The word "KlineSubscription" occurs in some of the lines below; copy each of those lines.

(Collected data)
▼

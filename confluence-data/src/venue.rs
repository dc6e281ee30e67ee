use crate::{binance::Binance, error::VenueError};
use async_trait::async_trait;
use confluence_core::{Candle, MarketDataProvider, Timeframe};
use derive_more::{Display, From};
use serde::{Deserialize, Serialize};
use std::{fmt, str::FromStr, sync::Arc};
use tokio::sync::mpsc;

/// Venues ("brokers") a signal may be requested for.
#[derive(
    Debug, Display, Clone, Copy, PartialEq, Eq, PartialOrd, Ord, Hash, Deserialize, Serialize,
)]
#[serde(rename_all = "UPPERCASE")]
pub enum VenueName {
    #[display("BINANCE")]
    Binance,
    #[display("BYBIT")]
    Bybit,
    #[display("KRAKEN")]
    Kraken,
    #[display("OKX")]
    Okx,
}

impl VenueName {
    pub const ALL: [VenueName; 4] = [
        VenueName::Binance,
        VenueName::Bybit,
        VenueName::Kraken,
        VenueName::Okx,
    ];

    /// Human readable name, eg/ "Binance".
    pub fn display_name(&self) -> &'static str {
        match self {
            VenueName::Binance => "Binance",
            VenueName::Bybit => "Bybit",
            VenueName::Kraken => "Kraken",
            VenueName::Okx => "OKX",
        }
    }
}

impl FromStr for VenueName {
    type Err = VenueError;

    /// Case-insensitive parse of a venue name.
    fn from_str(s: &str) -> Result<Self, Self::Err> {
        let upper = s.trim().to_ascii_uppercase();
        VenueName::ALL
            .into_iter()
            .find(|venue| venue.to_string() == upper)
            .ok_or_else(|| VenueError::UnknownVenue(s.to_string()))
    }
}

/// Venue connection configuration.
#[derive(Clone, PartialEq, Eq)]
pub struct VenueConfig {
    pub name: VenueName,
    pub api_key: String,
    pub api_secret: String,
    /// Use the venue's test network endpoints
    pub testnet: bool,
}

impl fmt::Debug for VenueConfig {
    fn fmt(&self, f: &mut fmt::Formatter<'_>) -> fmt::Result {
        f.debug_struct("VenueConfig")
            .field("name", &self.name)
            .field("api_key", &redact(&self.api_key))
            .field("api_secret", &redact(&self.api_secret))
            .field("testnet", &self.testnet)
            .finish()
    }
}

fn redact(value: &str) -> &'static str {
    if value.is_empty() { "<empty>" } else { "<redacted>" }
}

impl Default for VenueConfig {
    fn default() -> Self {
        Self::new(VenueName::Binance)
    }
}

impl VenueConfig {
    /// Create a configuration for `name` without credentials.
    pub fn new(name: VenueName) -> Self {
        Self {
            name,
            api_key: String::new(),
            api_secret: String::new(),
            testnet: false,
        }
    }

    /// Set API credentials
    pub fn with_credentials(
        mut self,
        api_key: impl Into<String>,
        api_secret: impl Into<String>,
    ) -> Self {
        self.api_key = api_key.into();
        self.api_secret = api_secret.into();
        self
    }

    /// Set testnet mode
    pub fn with_testnet(mut self, testnet: bool) -> Self {
        self.testnet = testnet;
        self
    }

    /// True if both key and secret are configured.
    pub fn has_credentials(&self) -> bool {
        !self.api_key.is_empty() && !self.api_secret.is_empty()
    }
}

/// Rolling 24 hour statistics for a symbol.
#[derive(Debug, Clone, Copy, PartialEq, Deserialize, Serialize)]
#[serde(rename_all = "camelCase")]
pub struct Ticker24h {
    pub price: f64,
    #[serde(rename = "volume24h")]
    pub volume_24h: f64,
    #[serde(rename = "high24h")]
    pub high_24h: f64,
    #[serde(rename = "low24h")]
    pub low_24h: f64,
    pub change_percent: f64,
}

/// Identifier of a live kline subscription, eg/ "BTCUSDT:1m:3".
#[derive(Debug, Display, Clone, PartialEq, Eq, Hash, From, Deserialize, Serialize)]
pub struct SubscriptionId(pub String);

/// Live kline subscription: updates arrive on `candles` until it is unsubscribed.
#[derive(Debug)]
pub struct KlineSubscription {
    pub id: SubscriptionId,
    pub candles: mpsc::UnboundedReceiver<Candle>,
}

/// Market data venue: historical candles via [`MarketDataProvider`] plus prices, live
/// kline streams and credential checks.
#[async_trait]
pub trait Venue: MarketDataProvider {
    fn name(&self) -> VenueName;

    /// Latest traded price of `symbol`.
    async fn price(&self, symbol: &str) -> Result<f64, VenueError>;

    /// Rolling 24h statistics of `symbol`.
    async fn ticker_24h(&self, symbol: &str) -> Result<Ticker24h, VenueError>;

    /// Stream kline updates for `symbol` on `timeframe`. Provisional updates carry
    /// `is_final == false`.
    async fn subscribe_klines(
        &self,
        symbol: &str,
        timeframe: Timeframe,
    ) -> Result<KlineSubscription, VenueError>;

    /// Close a subscription, returning `false` if it was unknown.
    fn unsubscribe(&self, id: &SubscriptionId) -> bool;

    /// True if any subscription currently has an open connection.
    fn is_connected(&self) -> bool;

    /// Check the configured credentials against an authenticated endpoint.
    async fn validate_credentials(&self) -> bool;

    /// View this venue as the pipeline's candle source.
    fn into_provider(self: Arc<Self>) -> Arc<dyn MarketDataProvider>;
}

/// Construct the [`Venue`] described by `config`.
pub fn create_venue(config: &VenueConfig) -> Result<Arc<dyn Venue>, VenueError> {
    match config.name {
        VenueName::Binance => Ok(Arc::new(Binance::new(config)?)),
        unsupported @ (VenueName::Bybit | VenueName::Kraken | VenueName::Okx) => Err(
            VenueError::NotSupported(unsupported.display_name().to_string()),
        ),
    }
}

▲

WORKED SOLUTION:
pub struct KlineSubscription {
    ) -> Result<KlineSubscription, VenueError>;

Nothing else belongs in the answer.